A 19-year-old pact that kept soy from driving Amazon deforestation has just been suspended by Brazil’s antitrust regulator – weeks before the country hosts the COP30 climate summit.
Brazil’s Administrative Council for Economic Defense (CADE) ordered the suspension of the Amazon Soy Moratorium on August 18, 2025, giving traders 10 days to comply or face daily fines of up to R$250,000. The moratorium has been a cornerstone of Amazon protection since 2006, preventing soy production from expanding into newly deforested areas.
What Is the Amazon Soy Moratorium?
The moratorium began after Greenpeace’s 2006 campaign exposing links between fast-food chains and rainforest destruction. In response, companies representing about 90% of Brazil’s soy trade agreed not to purchase soy grown on Amazon land deforested after July 22, 2008 (the moratorium was negotiated from 2006 and the cut-off was later aligned to 2008).
The agreement uses satellite monitoring and annual audits to verify compliance. In the years before the moratorium, nearly 30% of new soy expansion was onto newly cleared forest; by the mid-2010s direct soy expansion into newly cleared Amazon forest had fallen to around 1% (study timeframes vary by paper).
A 2020 scientific assessment published in Nature Food estimated the moratorium prevented roughly 18,000 km² (± 9,000 km²) of forest loss between 2006-2016.
Why CADE Suspended the Moratorium
CADE’s General Superintendent Alexandre Barreto de Souza ordered the suspension as part of case No. 08700.005853/2024-38, claiming the agreement may constitute anti-competitive behavior. The investigation began after a request on August 12, 2024, from the agriculture committee of Brazil’s lower house of Congress, with additional input from Aprosoja’s December 2024 petition.
CADE alleges that:
- The moratorium’s system of monitoring and information-sharing between competing companies creates an anti-competitive agreement
- Participating companies unfairly exchange commercially sensitive data
- The pact imposes restrictions beyond Brazilian law, which allows landowners to clear up to 20% of forest on their Amazon properties
The regulator has ordered all signatories—including major global traders like Cargill, Bunge, Louis Dreyfus, ADM, and Cofco—to remove moratorium information from their websites.
The Stakes for the Amazon
Environmental organizations warn the suspension creates immediate risk for the rainforest. Cristiane Mazzetti, Greenpeace Brazil’s forest coordinator, called the decision “a shot in the foot,” saying it “opens the way for soy to become a major vector of Amazon deforestation.”

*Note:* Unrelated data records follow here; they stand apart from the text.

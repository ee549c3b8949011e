//! Status bar rendering with keybindings and state indicators.

use ratatui::{
    layout::{Alignment, Constraint, Direction, Layout, Rect},
    style::{Color, Modifier, Style},
    text::{Line, Span},
    widgets::Paragraph,
    Frame,
};

use crate::ui::theme::DEFAULT_THEME;

/// Render the status bar at the bottom.
pub fn render_status_bar(
    frame: &mut Frame,
    area: Rect,
    message: &str,
    is_error: bool,
    command_running: bool,
) {
    let layout = Layout::default()
        .direction(Direction::Horizontal)
        .constraints([Constraint::Percentage(55), Constraint::Percentage(45)])
        .split(area);

    // Left side: status message
    let left_spans = vec![
        Span::styled(
            " ride ",
            Style::default()
                .bg(DEFAULT_THEME.primary)
                .fg(Color::Black)
                .add_modifier(Modifier::BOLD),
        ),
        Span::styled(
            " | ",
            Style::default()
                .bg(DEFAULT_THEME.current_line_bg)
                .fg(DEFAULT_THEME.comment),
        ),
        Span::styled(
            format!(" {} ", message),
            Style::default()
                .bg(DEFAULT_THEME.current_line_bg)
                .fg(if is_error {
                    DEFAULT_THEME.error
                } else {
                    DEFAULT_THEME.fg
                }),
        ),
    ];

    let left_paragraph = Paragraph::new(Line::from(left_spans))
        .style(Style::default().bg(DEFAULT_THEME.current_line_bg))
        .alignment(Alignment::Left);
    frame.render_widget(left_paragraph, layout[0]);

    // Right side: keybinds with visual grouping
    let key_style = Style::default().bg(DEFAULT_THEME.comment).fg(Color::Black);
    let desc_style = Style::default()
        .bg(DEFAULT_THEME.current_line_bg)
        .fg(DEFAULT_THEME.fg);
    let sep_style = Style::default()
        .bg(DEFAULT_THEME.current_line_bg)
        .fg(DEFAULT_THEME.comment);

    let mut right_spans = vec![
        Span::styled(" ^S ", key_style),
        Span::styled(" save ", desc_style),
        Span::styled("│", sep_style),
        Span::styled(" F5 ", key_style),
        Span::styled(" run ", desc_style),
        Span::styled("│", sep_style),
        Span::styled(" Tab ", key_style),
        Span::styled(" pane ", desc_style),
        Span::styled("│", sep_style),
        Span::styled(" F1 ", key_style),
        Span::styled(" help ", desc_style),
        Span::styled("│", sep_style),
        Span::styled(" ^Q ", key_style),
        Span::styled(" quit ", desc_style),
    ];

    if command_running {
        right_spans.push(Span::styled("│", sep_style));
        right_spans.push(Span::styled(
            " ▶ RUNNING ",
            Style::default()
                .bg(DEFAULT_THEME.secondary)
                .fg(Color::Black)
                .add_modifier(Modifier::BOLD),
        ));
    }

    let right_paragraph = Paragraph::new(Line::from(right_spans))
        .style(Style::default().bg(DEFAULT_THEME.current_line_bg))
        .alignment(Alignment::Right);
    frame.render_widget(right_paragraph, layout[1]);
}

João Gonçalves of Mighty Earth warned that each day the moratorium remains suspended pushes the Amazon “closer to an irreversible tipping point, where it becomes a carbon source, rather than a carbon sink.”
Aprosoja alleges the moratorium costs Mato Grosso, Brazil’s biggest soybean state, approximately 20 billion reais ($3.7 billion) annually in lost opportunities. However, the moratorium helped Brazil become the world’s largest soy exporter while reducing deforestation.
EU Regulations and Brazil’s Exports
The suspension comes at a critical time, with the EU Deforestation Regulation (EUDR) set to take effect on December 30, 2025 for large operators (and June 30, 2026 for micro and small enterprises). The EUDR will block imports of products linked to land deforested after December 31, 2020, potentially affecting Brazilian soy exports to European markets.
Industry representatives have warned: “Without the Moratorium, Brazil risks losing access to markets that demand deforestation-free products.”
What Happens Next
Trade groups Abiove and Anec, which represent major soy exporters, have stated they will appeal CADE’s decision. The investigation could lead to potential fines reaching 2 billion reais ($365.6 million) for associations and up to 20% of annual revenue for companies found guilty.
Brazil’s Federal Prosecutor’s Office supports the moratorium, stating there’s no evidence it harms competition. Meanwhile, environmental groups are launching consumer campaigns urging traders to maintain moratorium principles individually.
The moratorium’s suspension creates immediate uncertainty just months before Brazil hosts the COP30 climate summit in Belém in November 2025.
The Moratorium’s Legacy
Despite criticism from some who call it greenwashing, research published in Nature Food confirmed the pact reduced Amazon deforestation by 35% between 2006-2016 compared to what would have happened without it.
The agreement became a model for similar pacts in palm oil, rubber, and cattle sectors. Unlike government regulations, its market-based approach achieved high compliance—according to monitoring reports, over 96% of soy grown in the region complies with the moratorium.
While Brazil’s soy production in the Amazon grew substantially after 2006 (increasing from 4.9 million tonnes in 2006 to 17.2 million tonnes in 2019), studies show direct deforestation for soy fell sharply after the moratorium. The question now is whether this balance can continue without the pact that made it possible.